» **TASK BRIEF**: Retype each record exactly, please. Skip none.

[Opening GIVEN RECORDS section]

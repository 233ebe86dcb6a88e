//! Token cache
//!
//! Key-value store holding the per-user refresh token and failed-login
//! counter. Any backend with atomic increment and TTL semantics fits.

mod memory;
mod redis;

use std::time::Duration;

use async_trait::async_trait;

pub use memory::InMemoryTokenCache;
pub use self::redis::RedisTokenCache;

#[derive(Debug, thiserror::Error)]
pub enum CacheError {
    #[error("failed to create cache pool: {0}")]
    CreatePool(#[from] deadpool_redis::CreatePoolError),

    #[error("cache connection unavailable: {0}")]
    Pool(#[from] deadpool_redis::PoolError),

    #[error("cache command failed: {0}")]
    Command(#[from] deadpool_redis::redis::RedisError),

    #[error("value at {key} is not an integer counter")]
    NotACounter { key: String },
}

#[async_trait]
pub trait TokenCache: Send + Sync {
    async fn get(&self, key: &str) -> Result<Option<String>, CacheError>;

    /// Store `value` under `key`. `ttl = None` keeps it until overwritten.
    async fn set(&self, key: &str, value: &str, ttl: Option<Duration>) -> Result<(), CacheError>;

    /// Atomically increment the counter at `key` and return the new value.
    ///
    /// A missing key is created at 1 with `ttl_on_create`; an existing key
    /// keeps its remaining TTL. A non-integer value is an error.
    async fn increment(&self, key: &str, ttl_on_create: Duration) -> Result<i64, CacheError>;
}

/// Cache key layout: `{prefix}:{kind}:{user id}`
#[derive(Clone, Debug)]
pub struct CacheKeys {
    prefix: String,
}

impl CacheKeys {
    pub fn new(prefix: impl Into<String>) -> Self {
        Self {
            prefix: prefix.into(),
        }
    }

    pub fn refresh_token(&self, user_id: &str) -> String {
        format!("{}:refresh_token:{}", self.prefix, user_id)
    }

    pub fn incorrect_password(&self, user_id: &str) -> String {
        format!("{}:incorrect_password:{}", self.prefix, user_id)
    }
}

#[cfg(test)]
mod tests {
    use super::*;

    #[test]
    fn keys_are_namespaced_per_kind() {
        let keys = CacheKeys::new("app");

        assert_eq!(keys.refresh_token("u1"), "app:refresh_token:u1");
        assert_eq!(keys.incorrect_password("u1"), "app:incorrect_password:u1");
    }
}
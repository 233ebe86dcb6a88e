pub mod auth;
pub mod cache;
pub mod configuration;
pub mod error;
pub mod middleware;
pub mod routes;
pub mod startup;
pub mod store;
pub mod telemetry;
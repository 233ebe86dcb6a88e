/// Failed Login Counter
///
/// Best-effort throttle: concurrent failures may overshoot `max_attempts`
/// slightly. The window runs from the first failure and is not extended by
/// later ones.

use std::sync::Arc;
use std::time::Duration;

use crate::cache::{CacheError, CacheKeys, TokenCache};

pub struct FailedAttemptCounter {
    cache: Arc<dyn TokenCache>,
    keys: CacheKeys,
    max_attempts: i64,
    window: Duration,
}

impl FailedAttemptCounter {
    pub fn new(
        cache: Arc<dyn TokenCache>,
        keys: CacheKeys,
        max_attempts: i64,
        window: Duration,
    ) -> Self {
        Self {
            cache,
            keys,
            max_attempts,
            window,
        }
    }

    /// Record one failed login and return the count within the current window
    pub async fn record_failure(&self, user_id: &str) -> Result<i64, CacheError> {
        self.cache
            .increment(&self.keys.incorrect_password(user_id), self.window)
            .await
    }

    pub fn is_exhausted(&self, count: i64) -> bool {
        count >= self.max_attempts
    }
}
/// Authentication module
///
/// Token issuance and validation, password hashing, the refresh token cache,
/// the failed login counter, and the service that ties them together.

mod claims;
mod jwt;
mod lockout;
mod password;
mod refresh_token;
mod service;

pub use claims::Claims;
pub use jwt::{TokenCodec, TokenError, TokenKind};
pub use lockout::FailedAttemptCounter;
pub use password::{PasswordError, PasswordHasher, MAX_COST, MIN_COST};
pub use refresh_token::RefreshTokenCache;
pub use service::{AuthService, TokenPair};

[Closing GIVEN RECORDS section]

» **RESPONSE**:
repository 233ebe86dcb6a88e
//! Token cache
//!
//! Key-value store holding the per-user refresh token and failed-login
//! counter. Any backend with atomic increment and TTL semantics fits.

mod memory;
mod redis;

use std::time::Duration;

use async_trait::async_trait;

pub use memory::InMemoryTokenCache;
pub use self::redis::RedisTokenCache;

#[derive(Debug, thiserror::Error)]
pub enum CacheError {
    #[error("failed to create cache pool: {0}")]
    CreatePool(#[from] deadpool_redis::CreatePoolError),

    #[error("cache connection unavailable: {0}")]
    Pool(#[from] deadpool_redis::PoolError),

    #[error("cache command failed: {0}")]
    Command(#[from] deadpool_redis::redis::RedisError),

    #[error("value at {key} is not an integer counter")]
    NotACounter { key: String },
}

#[async_trait]
pub trait TokenCache: Send + Sync {
    async fn get(&self, key: &str) -> Result<Option<String>, CacheError>;

    /// Store `value` under `key`. `ttl = None` keeps it until overwritten.
    async fn set(&self, key: &str, value: &str, ttl: Option<Duration>) -> Result<(), CacheError>;

    /// Atomically increment the counter at `key` and return the new value.
    ///
    /// A missing key is created at 1 with `ttl_on_create`; an existing key
    /// keeps its remaining TTL. A non-integer value is an error.
    async fn increment(&self, key: &str, ttl_on_create: Duration) -> Result<i64, CacheError>;
}

/// Cache key layout: `{prefix}:{kind}:{user id}`
#[derive(Clone, Debug)]
pub struct CacheKeys {
    prefix: String,
}

impl CacheKeys {
    pub fn new(prefix: impl Into<String>) -> Self {
        Self {
            prefix: prefix.into(),
        }
    }

    pub fn refresh_token(&self, user_id: &str) -> String {
        format!("{}:refresh_token:{}", self.prefix, user_id)
    }

    pub fn incorrect_password(&self, user_id: &str) -> String {
        format!("{}:incorrect_password:{}", self.prefix, user_id)
    }
}

#[cfg(test)]
mod tests {
    use super::*;

    #[test]
    fn keys_are_namespaced_per_kind() {
        let keys = CacheKeys::new("app");

        assert_eq!(keys.refresh_token("u1"), "app:refresh_token:u1");
        assert_eq!(keys.incorrect_password("u1"), "app:incorrect_password:u1");
    }
}
repository 233ebe86dcb6a88e
pub mod auth;
pub mod cache;
pub mod configuration;
pub mod error;
pub mod middleware;
pub mod routes;
pub mod startup;
pub mod store;
pub mod telemetry;
repository 233ebe86dcb6a88e
/// Failed Login Counter
///
/// Best-effort throttle: concurrent failures may overshoot `max_attempts`
/// slightly. The window runs from the first failure and is not extended by
/// later ones.

use std::sync::Arc;
use std::time::Duration;

use crate::cache::{CacheError, CacheKeys, TokenCache};

pub struct FailedAttemptCounter {
    cache: Arc<dyn TokenCache>,
    keys: CacheKeys,
    max_attempts: i64,
    window: Duration,
}

impl FailedAttemptCounter {
    pub fn new(
        cache: Arc<dyn TokenCache>,
        keys: CacheKeys,
        max_attempts: i64,
        window: Duration,
    ) -> Self {
        Self {
            cache,
            keys,
            max_attempts,
            window,
        }
    }

    /// Record one failed login and return the count within the current window
    pub async fn record_failure(&self, user_id: &str) -> Result<i64, CacheError> {
        self.cache
            .increment(&self.keys.incorrect_password(user_id), self.window)
            .await
    }

    pub fn is_exhausted(&self, count: i64) -> bool {
        count >= self.max_attempts
    }
}
/// Authentication module
///
/// Token issuance and validation, password hashing, the refresh token cache,
/// the failed login counter, and the service that ties them together.

mod claims;
mod jwt;
mod lockout;
mod password;
mod refresh_token;
mod service;

pub use claims::Claims;
pub use jwt::{TokenCodec, TokenError, TokenKind};
pub use lockout::FailedAttemptCounter;
pub use password::{PasswordError, PasswordHasher, MAX_COST, MIN_COST};
pub use refresh_token::RefreshTokenCache;
pub use service::{AuthService, TokenPair};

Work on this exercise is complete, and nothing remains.